* TRY IT:
What is needed is a verbatim copy of all the records.

═══ TASK INPUT

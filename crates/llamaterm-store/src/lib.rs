//! # llamaterm-store
//!
//! Flat-file persistence for LlamaTerm.
//!
//! Everything lives as plain JSON under the user's config directory so it
//! can be inspected, copied or deleted by hand.
//!
//! ## Layout
//!
//! ```text
//! ~/.config/lt/
//! ├── history.json                         HistoryStore (newest first, capped)
//! └── conversations/
//!     └── 2024-05-01_142233_How_do_I_list_files.json   ConversationStore
//! ```
//!
//! ## Quick start
//!
//! ```ignore
//! use llamaterm_store::{Conversation, ConversationStore};
//!
//! let store = ConversationStore::new(config_dir.join("conversations"));
//! let mut conv = Conversation::new("llama3.2", messages);
//! store.save(&mut conv)?;
//! let recent = store.list()?;
//! ```

pub mod conversation;
pub mod error;
pub mod history;

// ── re-exports ───────────────────────────────────────────────────────

pub use conversation::{Conversation, ConversationStore, generate_title, sanitize_filename};
pub use error::{StoreError, StoreResult};
pub use history::{HistoryEntry, HistoryStore, MAX_HISTORY_ENTRIES};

══════

* YOUR SOLUTION:
filename crates/llamaterm-store/src/lib.rs
//! # llamaterm-store
//!
//! Flat-file persistence for LlamaTerm.
//!
//! Everything lives as plain JSON under the user's config directory so it
//! can be inspected, copied or deleted by hand.
//!
//! ## Layout
//!
//! ```text
//! ~/.config/lt/
//! ├── history.json                         HistoryStore (newest first, capped)
//! └── conversations/
//!     └── 2024-05-01_142233_How_do_I_list_files.json   ConversationStore
//! ```
//!
//! ## Quick start
//!
//! ```ignore
//! use llamaterm_store::{Conversation, ConversationStore};
//!
//! let store = ConversationStore::new(config_dir.join("conversations"));
//! let mut conv = Conversation::new("llama3.2", messages);
//! store.save(&mut conv)?;
//! let recent = store.list()?;
//! ```

pub mod conversation;
pub mod error;
pub mod history;

// ── re-exports ───────────────────────────────────────────────────────

pub use conversation::{Conversation, ConversationStore, generate_title, sanitize_filename};
pub use error::{StoreError, StoreResult};
pub use history::{HistoryEntry, HistoryStore, MAX_HISTORY_ENTRIES};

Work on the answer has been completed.